> Data shown
==============================

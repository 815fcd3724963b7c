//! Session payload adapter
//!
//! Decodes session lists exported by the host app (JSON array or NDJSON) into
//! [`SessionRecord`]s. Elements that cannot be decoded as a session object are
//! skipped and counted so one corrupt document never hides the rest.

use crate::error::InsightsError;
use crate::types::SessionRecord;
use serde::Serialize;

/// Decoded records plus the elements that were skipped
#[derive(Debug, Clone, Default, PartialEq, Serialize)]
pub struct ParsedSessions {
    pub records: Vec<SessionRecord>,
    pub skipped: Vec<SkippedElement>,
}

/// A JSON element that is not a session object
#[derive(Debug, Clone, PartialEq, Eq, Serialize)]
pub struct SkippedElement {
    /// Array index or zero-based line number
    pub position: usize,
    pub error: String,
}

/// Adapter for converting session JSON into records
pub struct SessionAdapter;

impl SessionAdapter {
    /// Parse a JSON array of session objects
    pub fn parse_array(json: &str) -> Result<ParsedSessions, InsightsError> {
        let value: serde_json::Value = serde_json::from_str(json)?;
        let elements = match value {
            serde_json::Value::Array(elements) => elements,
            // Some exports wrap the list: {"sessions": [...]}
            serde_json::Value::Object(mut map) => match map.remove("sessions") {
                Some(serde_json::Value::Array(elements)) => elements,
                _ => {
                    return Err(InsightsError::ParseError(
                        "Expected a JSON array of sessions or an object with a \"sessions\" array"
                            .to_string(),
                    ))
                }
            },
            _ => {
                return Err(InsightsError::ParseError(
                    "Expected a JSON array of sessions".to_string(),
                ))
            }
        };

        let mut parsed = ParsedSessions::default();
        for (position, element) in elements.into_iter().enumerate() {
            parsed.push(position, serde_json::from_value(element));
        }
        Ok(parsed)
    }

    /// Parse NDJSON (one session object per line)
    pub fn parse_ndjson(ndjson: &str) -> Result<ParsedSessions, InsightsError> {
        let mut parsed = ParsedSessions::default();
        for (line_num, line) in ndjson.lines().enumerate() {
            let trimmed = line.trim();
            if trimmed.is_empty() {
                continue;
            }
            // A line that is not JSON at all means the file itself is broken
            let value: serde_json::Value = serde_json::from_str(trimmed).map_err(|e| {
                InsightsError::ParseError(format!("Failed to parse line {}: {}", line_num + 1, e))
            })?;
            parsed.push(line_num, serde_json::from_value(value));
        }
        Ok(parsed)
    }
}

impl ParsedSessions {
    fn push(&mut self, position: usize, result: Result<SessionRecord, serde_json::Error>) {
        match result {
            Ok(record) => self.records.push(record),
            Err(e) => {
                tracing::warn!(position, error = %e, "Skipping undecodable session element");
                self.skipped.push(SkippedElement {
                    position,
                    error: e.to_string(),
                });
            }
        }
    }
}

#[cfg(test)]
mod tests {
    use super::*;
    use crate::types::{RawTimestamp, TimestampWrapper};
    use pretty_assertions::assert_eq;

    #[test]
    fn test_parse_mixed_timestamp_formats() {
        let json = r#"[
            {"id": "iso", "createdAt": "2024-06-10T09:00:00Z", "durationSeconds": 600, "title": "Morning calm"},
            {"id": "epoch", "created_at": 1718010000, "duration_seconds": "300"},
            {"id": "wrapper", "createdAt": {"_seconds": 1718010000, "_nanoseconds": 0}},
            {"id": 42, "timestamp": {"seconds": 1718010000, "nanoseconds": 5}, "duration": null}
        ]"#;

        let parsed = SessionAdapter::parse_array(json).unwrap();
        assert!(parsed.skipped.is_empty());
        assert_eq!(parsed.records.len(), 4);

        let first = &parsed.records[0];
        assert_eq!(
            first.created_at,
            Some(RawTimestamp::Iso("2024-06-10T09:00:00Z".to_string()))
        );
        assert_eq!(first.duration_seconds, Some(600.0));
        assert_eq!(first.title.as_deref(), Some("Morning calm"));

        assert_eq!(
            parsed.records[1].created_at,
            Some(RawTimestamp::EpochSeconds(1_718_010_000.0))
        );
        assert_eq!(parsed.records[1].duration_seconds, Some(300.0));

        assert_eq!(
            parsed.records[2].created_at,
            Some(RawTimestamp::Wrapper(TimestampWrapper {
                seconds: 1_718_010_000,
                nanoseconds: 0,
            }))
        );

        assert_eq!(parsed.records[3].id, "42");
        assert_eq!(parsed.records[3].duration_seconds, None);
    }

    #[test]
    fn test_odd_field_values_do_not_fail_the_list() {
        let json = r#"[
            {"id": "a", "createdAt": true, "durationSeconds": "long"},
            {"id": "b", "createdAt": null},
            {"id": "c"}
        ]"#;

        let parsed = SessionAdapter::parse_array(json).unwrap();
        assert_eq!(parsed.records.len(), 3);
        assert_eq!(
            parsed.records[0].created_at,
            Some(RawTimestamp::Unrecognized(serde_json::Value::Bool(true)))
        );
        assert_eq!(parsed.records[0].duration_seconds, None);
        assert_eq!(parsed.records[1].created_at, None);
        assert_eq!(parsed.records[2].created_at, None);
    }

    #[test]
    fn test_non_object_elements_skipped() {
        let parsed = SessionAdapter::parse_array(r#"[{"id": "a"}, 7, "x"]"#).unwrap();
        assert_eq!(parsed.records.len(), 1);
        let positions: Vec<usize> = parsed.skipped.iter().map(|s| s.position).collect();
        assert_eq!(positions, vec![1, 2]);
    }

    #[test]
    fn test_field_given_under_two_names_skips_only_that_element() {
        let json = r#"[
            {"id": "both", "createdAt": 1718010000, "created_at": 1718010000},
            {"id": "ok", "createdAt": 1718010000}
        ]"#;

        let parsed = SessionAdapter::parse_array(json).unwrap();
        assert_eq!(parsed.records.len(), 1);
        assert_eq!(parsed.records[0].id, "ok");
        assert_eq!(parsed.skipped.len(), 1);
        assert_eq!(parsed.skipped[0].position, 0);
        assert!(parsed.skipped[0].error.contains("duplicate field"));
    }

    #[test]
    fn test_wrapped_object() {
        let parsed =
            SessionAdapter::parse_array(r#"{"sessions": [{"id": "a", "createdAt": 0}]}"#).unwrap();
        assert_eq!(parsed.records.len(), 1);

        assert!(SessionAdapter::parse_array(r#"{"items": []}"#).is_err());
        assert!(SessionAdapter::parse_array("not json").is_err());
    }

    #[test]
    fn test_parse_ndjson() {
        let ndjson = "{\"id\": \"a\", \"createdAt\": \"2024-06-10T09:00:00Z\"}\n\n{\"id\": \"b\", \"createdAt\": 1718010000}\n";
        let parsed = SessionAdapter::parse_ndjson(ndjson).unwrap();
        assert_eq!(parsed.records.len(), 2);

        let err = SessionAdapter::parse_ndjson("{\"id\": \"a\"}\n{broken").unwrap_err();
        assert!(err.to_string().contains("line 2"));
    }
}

==============================

> Exercise
Where a line of the records above holds the word "Expected", copy that line.

> Response
                        "Expected a JSON array of sessions or an object with a \"sessions\" array"
                    "Expected a JSON array of sessions".to_string(),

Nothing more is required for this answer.